TRY IT>
Below this sentence is a listing; return exactly its lines from the one with "doubled.abs() as f64 / 2.0" to the one with "let keep: Vec<bool> = (0..n)", both kept, and nothing more.

RECORD SET>
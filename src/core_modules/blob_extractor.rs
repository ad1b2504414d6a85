// THEORY:
// The `BlobExtractor` is the spatial grouping stage. It takes the binary mask
// from the `Segmenter` and finds every connected foreground region, reporting
// each one as a `Blob`: the region's outer boundary and the area enclosed by it.
//
// Key architectural principles:
// 1.  **Outer boundaries only**: A tray item with a specular highlight or a hole
//     in its mask is still one item. Holes and anything nested inside a hole are
//     never reported separately.
// 2.  **Library tracing**: Border following is delegated to `imageproc`'s
//     Suzuki-Abe implementation. This module only selects, simplifies and
//     measures what it returns. The tracer cannot start an outer border in
//     column 0, so the mask is traced inside a one-pixel background margin and
//     the points are shifted back afterwards.
// 3.  **Polygon area, not pixel tally**: `area` is the shoelace area of the
//     boundary polygon through pixel centers. It undercounts small or jagged
//     blobs relative to their pixel count (a single pixel has area 0), and the
//     size thresholds in the configuration are tuned against exactly this.
// 4.  **Stateless Utility**: `extract` has no memory of previous frames and the
//     order of the returned blobs carries no meaning.

use crate::core_modules::segmenter::Mask;
use image::imageops;
use imageproc::contours::{BorderType, find_contours};
use imageproc::point::Point;

/// A connected foreground region in one frame.
#[derive(Debug, Clone, PartialEq)]
pub struct Blob {
    /// Outer boundary, consecutive collinear points collapsed.
    pub boundary: Vec<Point<i32>>,
    /// Shoelace area of `boundary`.
    pub area: f64,
}

impl Blob {
    pub fn from_boundary(boundary: Vec<Point<i32>>) -> Self {
        let boundary = blob_extractor::simplify_boundary(boundary);
        let area = blob_extractor::area(&boundary);
        Self { boundary, area }
    }
}

pub mod blob_extractor {
    use super::*;

    /// Finds the externally visible blobs in `mask`. Any non-zero pixel is foreground.
    pub fn extract(mask: &Mask) -> Vec<Blob> {
        find_contours::<i32>(&with_margin(mask))
            .into_iter()
            .filter(|contour| contour.border_type == BorderType::Outer && contour.parent.is_none())
            .map(|contour| {
                let boundary = contour
                    .points
                    .into_iter()
                    .map(|p| Point::new(p.x - 1, p.y - 1))
                    .collect();
                Blob::from_boundary(boundary)
            })
            .collect()
    }

    /// Copy of `mask` surrounded by one pixel of background on every side.
    fn with_margin(mask: &Mask) -> Mask {
        let mut padded = Mask::new(mask.width() + 2, mask.height() + 2);
        imageops::replace(&mut padded, mask, 1, 1);
        padded
    }

    /// Absolute shoelace area of a closed polygon.
    pub fn area(points: &[Point<i32>]) -> f64 {
        if points.len() < 3 {
            return 0.0;
        }

        let doubled: i64 = points
            .iter()
            .zip(points.iter().cycle().skip(1))
            .map(|(a, b)| a.x as i64 * b.y as i64 - b.x as i64 * a.y as i64)
            .sum();

        doubled.abs() as f64 / 2.0
    }

    /// Drops every point that continues a straight run in the same direction,
    /// leaving only the corners of the boundary.
    pub fn simplify_boundary(points: Vec<Point<i32>>) -> Vec<Point<i32>> {
        let n = points.len();
        if n < 3 {
            return points;
        }

        let keep: Vec<bool> = (0..n)
            .map(|i| {
                let prev = points[(i + n - 1) % n];
                let current = points[i];
                let next = points[(i + 1) % n];
                !continues_straight(prev, current, next)
            })
            .collect();

        let simplified: Vec<Point<i32>> = points
            .iter()
            .zip(keep)
            .filter_map(|(point, keep)| keep.then_some(*point))
            .collect();

        if simplified.is_empty() {
            // Degenerate input where every point was a duplicate.
            vec![points[0]]
        } else {
            simplified
        }
    }

    fn continues_straight(prev: Point<i32>, current: Point<i32>, next: Point<i32>) -> bool {
        let (ax, ay) = ((current.x - prev.x) as i64, (current.y - prev.y) as i64);
        let (bx, by) = ((next.x - current.x) as i64, (next.y - current.y) as i64);

        if (ax, ay) == (0, 0) || (bx, by) == (0, 0) {
            return true;
        }

        let cross = ax * by - ay * bx;
        let dot = ax * bx + ay * by;
        cross == 0 && dot > 0
    }
}

#[cfg(test)]
mod tests {
    use super::blob_extractor::*;
    use super::*;
    use crate::core_modules::segmenter::FOREGROUND;
    use image::Luma;

    fn mask_with_rects(width: u32, height: u32, rects: &[(u32, u32, u32, u32)]) -> Mask {
        let mut mask = Mask::new(width, height);
        for &(x0, y0, w, h) in rects {
            for y in y0..y0 + h {
                for x in x0..x0 + w {
                    mask.put_pixel(x, y, Luma([FOREGROUND]));
                }
            }
        }
        mask
    }

    #[test]
    fn square_blob_has_four_corners_and_polygon_area() {
        let mask = mask_with_rects(20, 20, &[(3, 3, 10, 10)]);
        let blobs = extract(&mask);

        assert_eq!(blobs.len(), 1);
        assert_eq!(blobs[0].boundary.len(), 4);
        // Pixel centers span 9 units on each side.
        assert_eq!(blobs[0].area, 81.0);
    }

    #[test]
    fn separate_regions_are_separate_blobs() {
        let mask = mask_with_rects(40, 20, &[(1, 1, 5, 5), (10, 2, 6, 4), (25, 10, 8, 8)]);
        let mut areas: Vec<f64> = extract(&mask).iter().map(|b| b.area).collect();
        areas.sort_by(|a, b| a.partial_cmp(b).expect("finite"));
        assert_eq!(areas, vec![15.0, 16.0, 49.0]);
    }

    #[test]
    fn holes_and_nested_regions_are_not_reported() {
        let mut mask = mask_with_rects(20, 20, &[(2, 2, 12, 12)]);
        for y in 5..11 {
            for x in 5..11 {
                mask.put_pixel(x, y, Luma([0]));
            }
        }
        // An island inside the hole.
        mask.put_pixel(7, 7, Luma([FOREGROUND]));
        mask.put_pixel(8, 7, Luma([FOREGROUND]));
        mask.put_pixel(7, 8, Luma([FOREGROUND]));
        mask.put_pixel(8, 8, Luma([FOREGROUND]));

        let blobs = extract(&mask);
        assert_eq!(blobs.len(), 1);
        assert_eq!(blobs[0].area, 121.0);
    }

    #[test]
    fn single_pixel_and_line_have_zero_area() {
        let mask = mask_with_rects(20, 20, &[(2, 2, 1, 1), (6, 6, 8, 1)]);
        let blobs = extract(&mask);
        assert_eq!(blobs.len(), 2);
        assert!(blobs.iter().all(|b| b.area == 0.0));
    }

    #[test]
    fn empty_mask_has_no_blobs() {
        assert!(extract(&Mask::new(16, 16)).is_empty());
    }

    #[test]
    fn blobs_touching_the_border_are_found() {
        let mask = mask_with_rects(10, 10, &[(0, 0, 4, 4)]);
        let blobs = extract(&mask);
        assert_eq!(blobs.len(), 1);
        assert_eq!(blobs[0].area, 9.0);
        assert!(blobs[0].boundary.contains(&Point::new(0, 0)));
    }

    #[test]
    fn blobs_on_every_edge_are_found() {
        let mask = mask_with_rects(
            20,
            20,
            &[(0, 7, 5, 5), (7, 0, 5, 5), (15, 7, 5, 5), (7, 15, 5, 5), (7, 7, 5, 5)],
        );
        let blobs = extract(&mask);
        assert_eq!(blobs.len(), 5);
        assert!(blobs.iter().all(|b| b.area == 16.0));
        assert!(
            blobs
                .iter()
                .flat_map(|b| &b.boundary)
                .all(|p| (0..20).contains(&p.x) && (0..20).contains(&p.y))
        );
    }

    #[test]
    fn left_edge_blob_keeps_its_hole_hidden() {
        let mut mask = mask_with_rects(20, 20, &[(0, 2, 10, 10)]);
        for y in 5..9 {
            for x in 3..7 {
                mask.put_pixel(x, y, Luma([0]));
            }
        }
        let blobs = extract(&mask);
        assert_eq!(blobs.len(), 1);
        assert_eq!(blobs[0].area, 81.0);
    }

    #[test]
    fn full_frame_blob_is_traced_on_the_image_border() {
        let mask = mask_with_rects(8, 6, &[(0, 0, 8, 6)]);
        let blobs = extract(&mask);
        assert_eq!(blobs.len(), 1);
        assert_eq!(blobs[0].area, 35.0);
    }

    #[test]
    fn area_ignores_orientation() {
        let clockwise = [Point::new(0, 0), Point::new(4, 0), Point::new(4, 3)];
        let counter: Vec<Point<i32>> = clockwise.iter().rev().copied().collect();
        assert_eq!(area(&clockwise), 6.0);
        assert_eq!(area(&counter), 6.0);
        assert_eq!(area(&clockwise[..2]), 0.0);
    }

    #[test]
    fn simplify_collapses_straight_runs_only() {
        let boundary = vec![
            Point::new(0, 0),
            Point::new(1, 0),
            Point::new(2, 0),
            Point::new(2, 1),
            Point::new(2, 2),
            Point::new(1, 2),
            Point::new(0, 2),
            Point::new(0, 1),
        ];
        let simplified = simplify_boundary(boundary.clone());
        assert_eq!(
            simplified,
            vec![Point::new(0, 0), Point::new(2, 0), Point::new(2, 2), Point::new(0, 2)]
        );
        assert_eq!(area(&simplified), area(&boundary));
    }

    #[test]
    fn simplify_keeps_reversals() {
        // A one-pixel-wide line is traced out and back.
        let boundary = vec![Point::new(0, 0), Point::new(1, 0), Point::new(2, 0), Point::new(1, 0)];
        assert_eq!(simplify_boundary(boundary), vec![Point::new(0, 0), Point::new(2, 0)]);
    }
}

EXPECTED ANSWER>
        doubled.abs() as f64 / 2.0
    }

    /// Drops every point that continues a straight run in the same direction,
    /// leaving only the corners of the boundary.
    pub fn simplify_boundary(points: Vec<Point<i32>>) -> Vec<Point<i32>> {
        let n = points.len();
        if n < 3 {
            return points;
        }

        let keep: Vec<bool> = (0..n)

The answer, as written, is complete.